[Stored data]

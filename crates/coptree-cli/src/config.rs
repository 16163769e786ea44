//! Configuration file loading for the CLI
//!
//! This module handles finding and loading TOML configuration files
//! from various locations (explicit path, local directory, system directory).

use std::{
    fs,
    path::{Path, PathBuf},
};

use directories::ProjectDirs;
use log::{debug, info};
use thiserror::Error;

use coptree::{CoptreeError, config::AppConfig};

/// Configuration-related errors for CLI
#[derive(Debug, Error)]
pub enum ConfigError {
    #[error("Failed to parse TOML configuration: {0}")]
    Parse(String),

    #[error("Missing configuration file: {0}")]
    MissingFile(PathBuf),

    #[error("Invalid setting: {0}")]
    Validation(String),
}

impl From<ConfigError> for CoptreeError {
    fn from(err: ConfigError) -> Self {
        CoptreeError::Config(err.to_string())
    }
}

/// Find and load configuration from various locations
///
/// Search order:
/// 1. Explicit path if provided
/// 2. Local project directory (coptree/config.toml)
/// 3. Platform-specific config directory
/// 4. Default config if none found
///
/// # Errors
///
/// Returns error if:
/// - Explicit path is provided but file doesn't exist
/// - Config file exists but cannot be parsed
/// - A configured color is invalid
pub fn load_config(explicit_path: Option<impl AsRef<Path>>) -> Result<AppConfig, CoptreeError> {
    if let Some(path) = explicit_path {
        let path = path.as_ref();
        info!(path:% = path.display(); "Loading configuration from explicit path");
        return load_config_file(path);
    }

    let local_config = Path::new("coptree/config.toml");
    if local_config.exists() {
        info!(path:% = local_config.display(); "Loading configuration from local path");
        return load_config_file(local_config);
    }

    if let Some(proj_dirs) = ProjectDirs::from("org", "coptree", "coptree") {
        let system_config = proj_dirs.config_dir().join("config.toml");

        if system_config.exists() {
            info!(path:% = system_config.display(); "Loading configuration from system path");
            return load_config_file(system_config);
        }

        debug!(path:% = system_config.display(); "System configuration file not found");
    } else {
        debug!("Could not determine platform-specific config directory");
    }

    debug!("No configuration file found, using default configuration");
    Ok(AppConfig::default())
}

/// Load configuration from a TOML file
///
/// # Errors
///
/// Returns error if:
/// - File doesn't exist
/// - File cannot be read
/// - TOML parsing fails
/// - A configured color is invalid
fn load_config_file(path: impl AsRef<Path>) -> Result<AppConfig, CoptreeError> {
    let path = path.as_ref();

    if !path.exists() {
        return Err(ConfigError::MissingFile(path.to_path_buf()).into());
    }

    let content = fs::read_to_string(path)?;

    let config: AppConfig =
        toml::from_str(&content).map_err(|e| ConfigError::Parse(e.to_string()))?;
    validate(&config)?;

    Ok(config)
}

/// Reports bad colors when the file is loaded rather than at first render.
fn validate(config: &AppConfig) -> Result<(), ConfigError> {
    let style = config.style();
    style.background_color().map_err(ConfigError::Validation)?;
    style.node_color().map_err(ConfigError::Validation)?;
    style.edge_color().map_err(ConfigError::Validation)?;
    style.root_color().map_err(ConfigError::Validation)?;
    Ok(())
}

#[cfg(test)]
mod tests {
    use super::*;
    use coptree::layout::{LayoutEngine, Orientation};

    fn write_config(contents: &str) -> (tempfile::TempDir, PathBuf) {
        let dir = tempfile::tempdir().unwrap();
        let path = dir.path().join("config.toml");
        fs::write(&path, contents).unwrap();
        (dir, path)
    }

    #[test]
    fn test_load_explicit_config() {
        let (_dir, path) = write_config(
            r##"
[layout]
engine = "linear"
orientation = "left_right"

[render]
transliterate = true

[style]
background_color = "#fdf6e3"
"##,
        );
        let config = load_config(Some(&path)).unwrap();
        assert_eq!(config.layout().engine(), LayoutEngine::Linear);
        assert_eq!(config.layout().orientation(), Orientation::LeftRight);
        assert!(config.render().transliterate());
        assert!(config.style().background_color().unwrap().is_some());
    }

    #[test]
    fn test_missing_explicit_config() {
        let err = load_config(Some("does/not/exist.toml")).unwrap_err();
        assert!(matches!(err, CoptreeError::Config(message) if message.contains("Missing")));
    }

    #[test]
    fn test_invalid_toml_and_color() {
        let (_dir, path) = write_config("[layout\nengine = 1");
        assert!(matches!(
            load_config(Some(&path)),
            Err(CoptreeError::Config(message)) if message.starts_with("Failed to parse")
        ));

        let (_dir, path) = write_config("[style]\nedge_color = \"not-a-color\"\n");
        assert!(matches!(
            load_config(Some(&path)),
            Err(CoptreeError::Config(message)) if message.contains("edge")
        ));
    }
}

■ **TASK BRIEF**
Return every record, word for word.

■ **RESULT**
filename crates/coptree-cli/src/config.rs
repository 16163769e786ea44
//! Configuration file loading for the CLI
//!
//! This module handles finding and loading TOML configuration files
//! from various locations (explicit path, local directory, system directory).

use std::{
    fs,
    path::{Path, PathBuf},
};

use directories::ProjectDirs;
use log::{debug, info};
use thiserror::Error;

use coptree::{CoptreeError, config::AppConfig};

/// Configuration-related errors for CLI
#[derive(Debug, Error)]
pub enum ConfigError {
    #[error("Failed to parse TOML configuration: {0}")]
    Parse(String),

    #[error("Missing configuration file: {0}")]
    MissingFile(PathBuf),

    #[error("Invalid setting: {0}")]
    Validation(String),
}

impl From<ConfigError> for CoptreeError {
    fn from(err: ConfigError) -> Self {
        CoptreeError::Config(err.to_string())
    }
}

/// Find and load configuration from various locations
///
/// Search order:
/// 1. Explicit path if provided
/// 2. Local project directory (coptree/config.toml)
/// 3. Platform-specific config directory
/// 4. Default config if none found
///
/// # Errors
///
/// Returns error if:
/// - Explicit path is provided but file doesn't exist
/// - Config file exists but cannot be parsed
/// - A configured color is invalid
pub fn load_config(explicit_path: Option<impl AsRef<Path>>) -> Result<AppConfig, CoptreeError> {
    if let Some(path) = explicit_path {
        let path = path.as_ref();
        info!(path:% = path.display(); "Loading configuration from explicit path");
        return load_config_file(path);
    }

    let local_config = Path::new("coptree/config.toml");
    if local_config.exists() {
        info!(path:% = local_config.display(); "Loading configuration from local path");
        return load_config_file(local_config);
    }

    if let Some(proj_dirs) = ProjectDirs::from("org", "coptree", "coptree") {
        let system_config = proj_dirs.config_dir().join("config.toml");

        if system_config.exists() {
            info!(path:% = system_config.display(); "Loading configuration from system path");
            return load_config_file(system_config);
        }

        debug!(path:% = system_config.display(); "System configuration file not found");
    } else {
        debug!("Could not determine platform-specific config directory");
    }

    debug!("No configuration file found, using default configuration");
    Ok(AppConfig::default())
}

/// Load configuration from a TOML file
///
/// # Errors
///
/// Returns error if:
/// - File doesn't exist
/// - File cannot be read
/// - TOML parsing fails
/// - A configured color is invalid
fn load_config_file(path: impl AsRef<Path>) -> Result<AppConfig, CoptreeError> {
    let path = path.as_ref();

    if !path.exists() {
        return Err(ConfigError::MissingFile(path.to_path_buf()).into());
    }

    let content = fs::read_to_string(path)?;

    let config: AppConfig =
        toml::from_str(&content).map_err(|e| ConfigError::Parse(e.to_string()))?;
    validate(&config)?;

    Ok(config)
}

/// Reports bad colors when the file is loaded rather than at first render.
fn validate(config: &AppConfig) -> Result<(), ConfigError> {
    let style = config.style();
    style.background_color().map_err(ConfigError::Validation)?;
    style.node_color().map_err(ConfigError::Validation)?;
    style.edge_color().map_err(ConfigError::Validation)?;
    style.root_color().map_err(ConfigError::Validation)?;
    Ok(())
}

#[cfg(test)]
mod tests {
    use super::*;
    use coptree::layout::{LayoutEngine, Orientation};

    fn write_config(contents: &str) -> (tempfile::TempDir, PathBuf) {
        let dir = tempfile::tempdir().unwrap();
        let path = dir.path().join("config.toml");
        fs::write(&path, contents).unwrap();
        (dir, path)
    }

    #[test]
    fn test_load_explicit_config() {
        let (_dir, path) = write_config(
            r##"
[layout]
engine = "linear"
orientation = "left_right"

[render]
transliterate = true

[style]
background_color = "#fdf6e3"
"##,
        );
        let config = load_config(Some(&path)).unwrap();
        assert_eq!(config.layout().engine(), LayoutEngine::Linear);
        assert_eq!(config.layout().orientation(), Orientation::LeftRight);
        assert!(config.render().transliterate());
        assert!(config.style().background_color().unwrap().is_some());
    }

    #[test]
    fn test_missing_explicit_config() {
        let err = load_config(Some("does/not/exist.toml")).unwrap_err();
        assert!(matches!(err, CoptreeError::Config(message) if message.contains("Missing")));
    }

    #[test]
    fn test_invalid_toml_and_color() {
        let (_dir, path) = write_config("[layout\nengine = 1");
        assert!(matches!(
            load_config(Some(&path)),
            Err(CoptreeError::Config(message)) if message.starts_with("Failed to parse")
        ));

        let (_dir, path) = write_config("[style]\nedge_color = \"not-a-color\"\n");
        assert!(matches!(
            load_config(Some(&path)),
            Err(CoptreeError::Config(message)) if message.contains("edge")
        ));
    }
}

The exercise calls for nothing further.